There’s a lot on Hayes’ to-do list. “I don’t have a package anymore,” she says. “What I’ve realized is that I’m a builder and when I think back to building anything, from my ten years in the US to building Chelsea, I really enjoy putting together an infrastructure so that it still remains solid even when I leave. .”
There are many projects in the pipeline, including developing the 2027-2028 national team strategy, the youth team strategy, an under-23 team and establishing a youth development program with the help of a $30 million philanthropic donation from Washington’s owner Spirit, Michele. Kang. “I hope to develop a framework within the federation so that everything from commercial to marketing, to communications, to performance, to technical to analytics, is seen through a female lens,” she says.
The potential in the US is enormous. The opportunities at the grassroots and the university system ensure that the talent is there; it just needs to be brought together. “I remember when Japan won the World Cup in 2011, there were more registered female soccer players in California than in all of Japan,” Hayes says. Referring to a thriving football ecosystem, she says: “Uniting that into a development strategy for women’s football is probably the only thing missing, and that will probably be the biggest part of what I can leave behind.” How will she do that? “I say it to my son all the time: ‘How do you eat an elephant? One piece at a time.’”

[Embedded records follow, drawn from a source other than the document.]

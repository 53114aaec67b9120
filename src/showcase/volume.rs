use super::media::MediaSurface;

pub const PINNED_VOLUME: f64 = 0.4;

// Browsers report volume as an f32 internally, so compare loosely.
const TOLERANCE: f64 = 1e-3;

/// Writes the pinned volume if the element drifted away from it. Returns
/// whether a write happened; an unchanged value must not be rewritten or the
/// resulting `volumechange` would loop back here.
pub fn pin<M: MediaSurface>(media: &M) -> bool {
    if (media.volume() - PINNED_VOLUME).abs() > TOLERANCE {
        media.set_volume(PINNED_VOLUME);
        true
    } else {
        false
    }
}

#[cfg(test)]
mod tests {
    use super::*;
    use crate::showcase::testing::FakeMedia;

    #[test]
    fn drifted_volume_is_restored() {
        let media = FakeMedia::default();
        media.set_volume(1.0);
        assert!(pin(&media));
        assert_eq!(media.volume(), PINNED_VOLUME);
    }

    #[test]
    fn pinned_volume_is_left_alone() {
        let media = FakeMedia::default();
        media.set_volume(PINNED_VOLUME);
        let writes = media.volume_writes();
        assert!(!pin(&media));
        assert_eq!(media.volume_writes(), writes);
    }
}
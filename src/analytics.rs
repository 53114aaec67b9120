use log::debug;
use serde::Serialize;
use wasm_bindgen::{JsCast, JsValue};
use web_sys::js_sys::{Function, Object, Reflect};

fn global_fn(name: &str) -> Option<Function> {
    let window = web_sys::window()?;
    Reflect::get(&window, &JsValue::from_str(name))
        .ok()?
        .dyn_into::<Function>()
        .ok()
}

/// Reports an event to Plausible and GA4 when their snippets are loaded.
/// Missing providers and provider errors are ignored.
pub fn track<P: Serialize>(name: &str, props: &P) {
    let props = match serde_wasm_bindgen::to_value(props) {
        Ok(props) => props,
        Err(e) => {
            debug!("analytics props for {} not serializable: {}", name, e);
            return;
        }
    };
    let event = JsValue::from_str(name);

    if let Some(plausible) = global_fn("plausible") {
        let options = Object::new();
        if Reflect::set(&options, &JsValue::from_str("props"), &props).is_ok() {
            let _ = plausible.call2(&JsValue::NULL, &event, &options);
        }
    }
    if let Some(gtag) = global_fn("gtag") {
        let _ = gtag.call3(&JsValue::NULL, &JsValue::from_str("event"), &event, &props);
    }
}
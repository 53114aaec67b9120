use std::rc::Rc;

use yew::Reducible;

use super::language::DemoLanguage;
use super::volume::PINNED_VOLUME;

#[derive(Clone, Copy, Debug, PartialEq, Eq)]
pub enum Stage {
    Unmounted,
    MountedIdle,
    MountedPlaying,
}

/// UI-side view of the demo player. The media element itself is driven by
/// the controller; this only tracks what the widget shows.
#[derive(Clone, Debug, PartialEq)]
pub struct PlaybackState {
    pub mounted: bool,
    pub started: bool,
    pub active_language: DemoLanguage,
    pub current_time: f64,
    pub volume: f64,
    pub muted: bool,
}

impl Default for PlaybackState {
    fn default() -> Self {
        Self {
            mounted: false,
            started: false,
            active_language: DemoLanguage::default(),
            current_time: 0.0,
            volume: PINNED_VOLUME,
            muted: true,
        }
    }
}

pub enum PlaybackAction {
    Mount,
    Start,
    SelectLanguage(DemoLanguage),
    Position(f64),
}

impl PlaybackState {
    pub fn stage(&self) -> Stage {
        match (self.mounted, self.started) {
            (false, _) => Stage::Unmounted,
            (true, false) => Stage::MountedIdle,
            (true, true) => Stage::MountedPlaying,
        }
    }

    fn apply(&mut self, action: PlaybackAction) {
        match action {
            PlaybackAction::Mount => self.mounted = true,
            PlaybackAction::Start => {
                // Starting is only reachable from the idle overlay.
                if self.mounted {
                    self.started = true;
                    self.muted = false;
                    self.volume = PINNED_VOLUME;
                }
            }
            PlaybackAction::SelectLanguage(language) => self.active_language = language,
            PlaybackAction::Position(seconds) => self.current_time = seconds.max(0.0),
        }
    }
}

impl Reducible for PlaybackState {
    type Action = PlaybackAction;

    fn reduce(self: Rc<Self>, action: Self::Action) -> Rc<Self> {
        let mut next = (*self).clone();
        next.apply(action);
        if next == *self {
            self
        } else {
            Rc::new(next)
        }
    }
}

#[cfg(test)]
mod tests {
    use super::*;

    fn reduce_all(actions: Vec<PlaybackAction>) -> Rc<PlaybackState> {
        actions
            .into_iter()
            .fold(Rc::new(PlaybackState::default()), |state, action| state.reduce(action))
    }

    #[test]
    fn intersection_mounts_idle_player() {
        let state = reduce_all(vec![PlaybackAction::Mount]);
        assert!(state.mounted);
        assert_eq!(state.stage(), Stage::MountedIdle);
    }

    #[test]
    fn start_before_mount_is_ignored() {
        let state = reduce_all(vec![PlaybackAction::Start]);
        assert_eq!(state.stage(), Stage::Unmounted);
    }

    #[test]
    fn start_is_idempotent() {
        let once = reduce_all(vec![PlaybackAction::Mount, PlaybackAction::Start]);
        let twice = once.clone().reduce(PlaybackAction::Start);
        assert_eq!(once.stage(), Stage::MountedPlaying);
        assert!(Rc::ptr_eq(&once, &twice));
        assert!(!twice.muted);
        assert_eq!(twice.volume, PINNED_VOLUME);
    }

    #[test]
    fn language_switch_keeps_playing_stage() {
        let state = reduce_all(vec![
            PlaybackAction::Mount,
            PlaybackAction::Start,
            PlaybackAction::Position(12.3),
            PlaybackAction::SelectLanguage(DemoLanguage::Russian),
        ]);
        assert_eq!(state.stage(), Stage::MountedPlaying);
        assert_eq!(state.active_language, DemoLanguage::Russian);
        assert_eq!(state.current_time, 12.3);
    }

    #[test]
    fn last_selection_wins() {
        let state = reduce_all(vec![
            PlaybackAction::Mount,
            PlaybackAction::Start,
            PlaybackAction::SelectLanguage(DemoLanguage::Russian),
            PlaybackAction::SelectLanguage(DemoLanguage::Spanish),
        ]);
        assert_eq!(state.active_language, DemoLanguage::Spanish);
    }
}
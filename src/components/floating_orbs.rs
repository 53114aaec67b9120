use yew::prelude::*;

#[function_component(FloatingOrbs)]
pub fn floating_orbs() -> Html {
    html! {
        <div aria-hidden="true" class="floating-orbs">
            <div class="orb orb-warm"></div>
            <div class="orb orb-rose"></div>
            <style>
                {r#"
                .floating-orbs {
                    pointer-events: none;
                    position: absolute;
                    inset: 0;
                    overflow: hidden;
                }
                .orb {
                    position: absolute;
                    border-radius: 50%;
                    filter: blur(64px);
                }
                .orb-warm {
                    top: -2.5rem;
                    left: -2.5rem;
                    width: 18rem;
                    height: 18rem;
                    background: radial-gradient(closest-side, rgba(255, 102, 0, 0.35), transparent);
                    animation: orbDriftA 10s ease-in-out infinite;
                }
                .orb-rose {
                    bottom: 0;
                    right: 0;
                    width: 20rem;
                    height: 20rem;
                    background: radial-gradient(closest-side, rgba(255, 45, 85, 0.3), transparent);
                    animation: orbDriftB 12s ease-in-out 1.2s infinite;
                }
                @keyframes orbDriftA {
                    0%, 100% { transform: translate(0, 0); }
                    50% { transform: translate(10px, 20px); }
                }
                @keyframes orbDriftB {
                    0%, 100% { transform: translate(0, 0); }
                    50% { transform: translate(-10px, -15px); }
                }
                "#}
            </style>
        </div>
    }
}
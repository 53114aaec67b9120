use gloo_timers::callback::Timeout;

/// Runs deferred work on the UI thread. Dropping a returned handle cancels
/// the task if it has not fired yet.
pub trait Scheduler {
    type Handle;

    fn after(&self, delay_ms: u32, task: Box<dyn FnOnce()>) -> Self::Handle;
}

#[derive(Clone, Copy, Debug, Default)]
pub struct BrowserTimers;

impl Scheduler for BrowserTimers {
    type Handle = Timeout;

    fn after(&self, delay_ms: u32, task: Box<dyn FnOnce()>) -> Timeout {
        Timeout::new(delay_ms, task)
    }
}
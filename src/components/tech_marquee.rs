use yew::prelude::*;

struct Logo {
    alt: &'static str,
    light_src: &'static str,
    dark_src: &'static str,
}

const LOGOS: [Logo; 7] = [
    Logo { alt: "OpenAI", light_src: "/logos/OpenAI-black-monoblossom.png", dark_src: "/logos/OpenAI-white-monoblossom.png" },
    Logo { alt: "ElevenLabs", light_src: "/logos/elevenlabs-logo-black.png", dark_src: "/logos/elevenlabs-logo-white.png" },
    Logo { alt: "Vercel", light_src: "/logos/vercel-logotype-light.png", dark_src: "/logos/vercel-logotype-dark.png" },
    Logo { alt: "Zapier", light_src: "/logos/zapier-logo_black.png", dark_src: "/logos/zapier-logo_white.png" },
    Logo { alt: "DeepL", light_src: "/logos/DeepL-dark.png", dark_src: "/logos/DeepL-white.png" },
    Logo { alt: "Notion", light_src: "/logos/notion.png", dark_src: "/logos/notion-white.png" },
    Logo { alt: "Adobe", light_src: "/logos/adobe-dark.png", dark_src: "/logos/adobe-white.png" },
];

fn logo_row(prefix: &'static str) -> Html {
    html! {
        { for LOGOS.iter().enumerate().map(|(i, logo)| html! {
            <div key={format!("{}{}", prefix, i)} class="marquee-item">
                <img src={logo.light_src} alt={logo.alt} loading="lazy" class="marquee-logo logo-light" />
                <img src={logo.dark_src} alt={logo.alt} loading="lazy" class="marquee-logo logo-dark" />
            </div>
        }) }
    }
}

#[function_component(TechMarquee)]
pub fn tech_marquee() -> Html {
    html! {
        <section class="tech-marquee">
            <h3>{"Technology stack & integrations"}</h3>
            <div class="marquee-mask">
                // The row is rendered twice so the -50% keyframe loops seamlessly.
                <div class="marquee-track">
                    { logo_row("") }
                    { logo_row("dup-") }
                </div>
            </div>
            <style>
                {r#"
                .tech-marquee {
                    width: 100%;
                    overflow: hidden;
                    padding: 3.5rem 0;
                    margin-top: 6rem;
                }
                .tech-marquee h3 {
                    text-align: center;
                    font-size: 1.25rem;
                    font-weight: 600;
                    margin-bottom: 2rem;
                }
                .marquee-mask {
                    position: relative;
                    overflow: hidden;
                    mask-image: linear-gradient(to right, transparent, #000 10%, #000 90%, transparent);
                }
                .marquee-track {
                    display: flex;
                    align-items: center;
                    white-space: nowrap;
                    width: max-content;
                    animation: marquee 22s linear infinite;
                }
                .marquee-track:hover {
                    animation-play-state: paused;
                }
                @media (min-width: 768px) {
                    .marquee-track {
                        animation-duration: 35s;
                    }
                }
                .marquee-item {
                    flex-shrink: 0;
                    width: 140px;
                    height: 40px;
                    margin: 0 1.5rem;
                    display: flex;
                    align-items: center;
                    justify-content: center;
                }
                .marquee-logo {
                    max-height: 100%;
                    max-width: 100%;
                    object-fit: contain;
                    opacity: 0.8;
                    transition: opacity 0.2s ease;
                }
                .marquee-logo:hover {
                    opacity: 1;
                }
                .logo-dark,
                .dark .logo-light {
                    display: none;
                }
                .dark .logo-dark {
                    display: block;
                }
                @keyframes marquee {
                    from { transform: translateX(0); }
                    to { transform: translateX(-50%); }
                }
                "#}
            </style>
        </section>
    }
}
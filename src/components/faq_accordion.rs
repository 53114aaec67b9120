use yew::prelude::*;

use crate::content::FaqEntry;

/// Next open index after clicking `clicked`; clicking the open item closes it.
pub fn toggle(open: Option<usize>, clicked: usize) -> Option<usize> {
    if open == Some(clicked) {
        None
    } else {
        Some(clicked)
    }
}

#[derive(Properties, PartialEq)]
pub struct FaqAccordionProps {
    pub items: Vec<FaqEntry>,
}

#[function_component(FaqAccordion)]
pub fn faq_accordion(props: &FaqAccordionProps) -> Html {
    let open = use_state(|| None::<usize>);

    html! {
        <div class="faq-grid">
            { for props.items.iter().enumerate().map(|(i, item)| {
                let opened = *open == Some(i);
                let onclick = {
                    let open = open.clone();
                    Callback::from(move |e: MouseEvent| {
                        e.prevent_default();
                        open.set(toggle(*open, i));
                    })
                };
                html! {
                    <button
                        key={i}
                        class={classes!("faq-item", opened.then(|| "open"))}
                        aria-expanded={opened.to_string()}
                        {onclick}
                    >
                        <div class="faq-question">
                            <span>{&item.q}</span>
                            <span class="faq-toggle">{"＋"}</span>
                        </div>
                        <div class="faq-answer">
                            <p>{&item.a}</p>
                        </div>
                    </button>
                }
            }) }
            <style>
                {r#"
                .faq-grid {
                    margin-top: 2rem;
                    display: grid;
                    grid-template-columns: repeat(auto-fit, minmax(20rem, 1fr));
                    gap: 1.5rem;
                }
                .faq-item {
                    width: 100%;
                    text-align: left;
                    border-radius: 1rem;
                    border: 1px solid rgba(0, 0, 0, 0.05);
                    background: #fff;
                    padding: 1.5rem;
                    font: inherit;
                    color: inherit;
                    cursor: pointer;
                }
                .dark .faq-item {
                    background: #171717;
                    border-color: rgba(255, 255, 255, 0.1);
                }
                .faq-item:focus {
                    outline: none;
                    box-shadow: 0 0 0 2px rgba(249, 115, 22, 0.5);
                }
                .faq-question {
                    display: flex;
                    justify-content: space-between;
                    align-items: flex-start;
                    gap: 1rem;
                    font-weight: 600;
                }
                .faq-toggle {
                    transition: transform 0.3s ease;
                }
                .faq-item.open .faq-toggle {
                    transform: rotate(45deg);
                }
                .faq-answer {
                    display: grid;
                    grid-template-rows: 0fr;
                    overflow: hidden;
                    transition: grid-template-rows 0.4s ease-in-out;
                    color: #4b5563;
                }
                .faq-answer > p {
                    min-height: 0;
                    margin: 0;
                }
                .faq-item.open .faq-answer {
                    grid-template-rows: 1fr;
                    margin-top: 0.75rem;
                }
                "#}
            </style>
        </div>
    }
}

#[cfg(test)]
mod tests {
    use super::*;

    #[test]
    fn only_one_item_open() {
        let open = toggle(None, 1);
        assert_eq!(open, Some(1));
        assert_eq!(toggle(open, 2), Some(2));
    }

    #[test]
    fn clicking_open_item_closes_it() {
        assert_eq!(toggle(Some(3), 3), None);
    }
}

There are no airs and graces for Hayes. She doesn’t try to change things, but works to close gaps. “I come from a home where you had to keep your feet on the ground and be humble and hardworking. I cherish those things. I grew up in a household where my father put money on the table at the end of the week and there was either enough or not, and we had to figure it out. That was life as an inner-city London kid. That was the making of me.
“I think Camden is the most beautiful place on earth. Not only because of the multicultural, diverse, eclectic place it is, but also because of the opportunities it gave me. It’s not like I just won an Olympic gold medal. No, I worked for Camden Sports Development, I worked for Camden Playcentres, for our children in the community. I care about people and the community. That undoubtedly shaped me.”
On Saturday, Hayes will hum both national anthems, resist the instinct to shout instructions to Millie Bright, who “feels like a sister to me,” and hope her team gets past Hannah Hampton, who is “kind of close” to had her. son.
“We’re coming this weekend to win,” she says, “but that’s not my overarching goal. I want to qualify for the World Cup and I want to win the World Cup.”